|
L'apparition
des constructions en pierre sèche est étroitement
liée aux travaux de conditionnement antérieurs
à la culture du terrain. L'action d'épierrer un
champ comporte logiquement le dégagement d'un certain
volume de pierres qui constituent la matière première
et essence de cette architecture. Sans les transformer, ou uniquement
par petites retouches qui en facilitent l'encastrement, ces
pierres étaient ingénieusement utilisées
par le paysan à au moment de satisfaire les besoins que
supposent les travaux agricoles.
Le
relief propre, qui accompagne et permet l'élévation
de ces constructions, est le paysage populairement désigné
comme la garrigue, géographie escarpée et caractéristique
de diverses zones de la Méditerranée, où
les pierres calcaires se trouvent souvent à fleur de
terrain.
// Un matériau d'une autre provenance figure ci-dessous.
//! Token bucket rate limiting.
//!
//! Each key holds a capped counter that refills continuously at a fixed
//! rate. An admission consumes one token.

use chrono::{DateTime, Utc};
use tracing::{debug, info, trace};

use super::{or_default, Limiter};
use crate::clock::{Clock, SystemClock};
use crate::config::LimiterConfig;
use crate::error::{Result, TurnstileError};
use crate::registry::Registry;
use crate::store::{MemoryStore, Store};

/// Registry name of this algorithm.
pub const NAME: &str = "token_bucket";

const DEFAULT_CAPACITY: u64 = 5;
const DEFAULT_REFILL_RATE: f64 = 1.0;
const DEFAULT_TOKENS: u64 = 5;

/// Configuration for a token bucket. Zero fields take their defaults.
#[derive(Debug, Clone, Copy, PartialEq, Default)]
pub struct TokenBucketConfig {
    /// Maximum tokens a bucket can hold (default 5)
    pub capacity: u64,
    /// Tokens added per second (default 1)
    pub refill_rate: f64,
    /// Tokens in a newly created bucket (default 5)
    pub tokens: u64,
}

impl TokenBucketConfig {
    /// Extract the configuration from loosely typed parameters.
    pub fn from_params(params: &LimiterConfig) -> Result<Self> {
        Ok(Self {
            capacity: params.unsigned("capacity")?.unwrap_or_default(),
            refill_rate: params.real("refill_rate")?.unwrap_or_default(),
            tokens: params.unsigned("tokens")?.unwrap_or_default(),
        })
    }
}

/// Per-key token bucket state.
#[derive(Debug, Clone, PartialEq)]
pub struct TokenBucketState {
    pub capacity: u64,
    pub refill_rate: f64,
    pub tokens: u64,
    /// Only advances when at least one whole token was added.
    pub last_refill: DateTime<Utc>,
}

impl TokenBucketState {
    fn new(capacity: u64, refill_rate: f64, tokens: u64, now: DateTime<Utc>) -> Self {
        Self {
            capacity,
            refill_rate,
            tokens,
            last_refill: now,
        }
    }

    /// Add the whole tokens earned since the last refill.
    ///
    /// Sub-token progress is kept by leaving `last_refill` alone until a
    /// whole token is due.
    fn refill(&mut self, now: DateTime<Utc>) {
        let elapsed = match (now - self.last_refill).to_std() {
            Ok(elapsed) => elapsed.as_secs_f64(),
            // Clock went backwards
            Err(_) => return,
        };

        let added = (elapsed * self.refill_rate).floor();
        if added < 1.0 {
            return;
        }

        self.tokens = self.capacity.min(self.tokens.saturating_add(added as u64));
        self.last_refill = now;
    }

    fn take(&mut self) -> bool {
        if self.tokens > 0 {
            self.tokens -= 1;
            true
        } else {
            false
        }
    }
}

/// A token bucket limiter.
pub struct TokenBucketLimiter<S = MemoryStore<TokenBucketState>, C = SystemClock> {
    store: S,
    clock: C,
    capacity: u64,
    refill_rate: f64,
    tokens: u64,
}

impl TokenBucketLimiter {
    /// Create a limiter backed by an in-memory store and the system clock.
    pub fn new(config: TokenBucketConfig) -> Result<Self> {
        Self::with_store(MemoryStore::new(), SystemClock, config)
    }
}

impl<S, C> TokenBucketLimiter<S, C>
where
    S: Store<TokenBucketState>,
    C: Clock,
{
    /// Create a limiter over an explicit store and clock.
    pub fn with_store(store: S, clock: C, config: TokenBucketConfig) -> Result<Self> {
        if !config.refill_rate.is_finite() || config.refill_rate < 0.0 {
            return Err(TurnstileError::Config(format!(
                "refill_rate must be a positive number, got {}",
                config.refill_rate
            )));
        }

        let capacity = or_default("capacity", config.capacity, DEFAULT_CAPACITY);
        let refill_rate = or_default("refill_rate", config.refill_rate, DEFAULT_REFILL_RATE);
        let mut tokens = or_default("tokens", config.tokens, DEFAULT_TOKENS);

        if tokens > capacity {
            info!(tokens, capacity, "Initial tokens exceed capacity, clamping");
            tokens = capacity;
        }

        Ok(Self {
            store,
            clock,
            capacity,
            refill_rate,
            tokens,
        })
    }

    /// The backing store.
    pub fn store(&self) -> &S {
        &self.store
    }

    /// Effective capacity after defaulting.
    pub fn capacity(&self) -> u64 {
        self.capacity
    }

    /// Effective refill rate after defaulting.
    pub fn refill_rate(&self) -> f64 {
        self.refill_rate
    }

    /// Effective initial tokens after defaulting and clamping.
    pub fn initial_tokens(&self) -> u64 {
        self.tokens
    }
}

impl<S, C> Limiter for TokenBucketLimiter<S, C>
where
    S: Store<TokenBucketState>,
    C: Clock,
{
    fn allow(&self, key: &str) -> Result<bool> {
        let now = self.clock.now();

        let admitted = self.store.update(
            key,
            || {
                debug!(key = %key, tokens = self.tokens, "Creating token bucket");
                TokenBucketState::new(self.capacity, self.refill_rate, self.tokens, now)
            },
            |bucket| {
                bucket.refill(now);
                let admitted = bucket.take();
                trace!(key = %key, tokens = bucket.tokens, admitted, "Token bucket checked");
                admitted
            },
        )?;

        if !admitted {
            debug!(key = %key, "Rate limit exceeded");
        }
        Ok(admitted)
    }
}

/// Register the token bucket factory.
pub fn register(registry: &Registry) -> Result<()> {
    registry.register(NAME, |params: &LimiterConfig| {
        let config = TokenBucketConfig::from_params(params)?;
        Ok(Box::new(TokenBucketLimiter::new(config)?) as Box<dyn Limiter>)
    })
}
Mais les constructions en pierre sèche sont
parfois élevées à l'aide de conglomérat,
de pierre ponce ou de matériaux plus difficiles à
travailler comme l'ardoise. la pierre bleu ou les galets de
rivière. Le fait de disposer d'une pierre de qualité,
facile à travailler, qui "casse bien" permet
de réaliser des résultats d'une précision
étonnante. Il faut dire aussi que dans certains lieux
et sans que cela suppose une dévalorisation, l'on bourrait
d'argile naturelle ou de terre argileuse les écarts entre
les pierres, dans le but spécifique de rendre la structure
imperméable, et non pas comme mortier.
Le
fait que le paysan est parvenu à des résultats
similaires dans des zones pourtant géographiquement séparéeset,
ceci malgré les différences caractéristiques
de la pierre locale, évoque son habileté avant
le et une maîtrise respectueuse du milieu rural.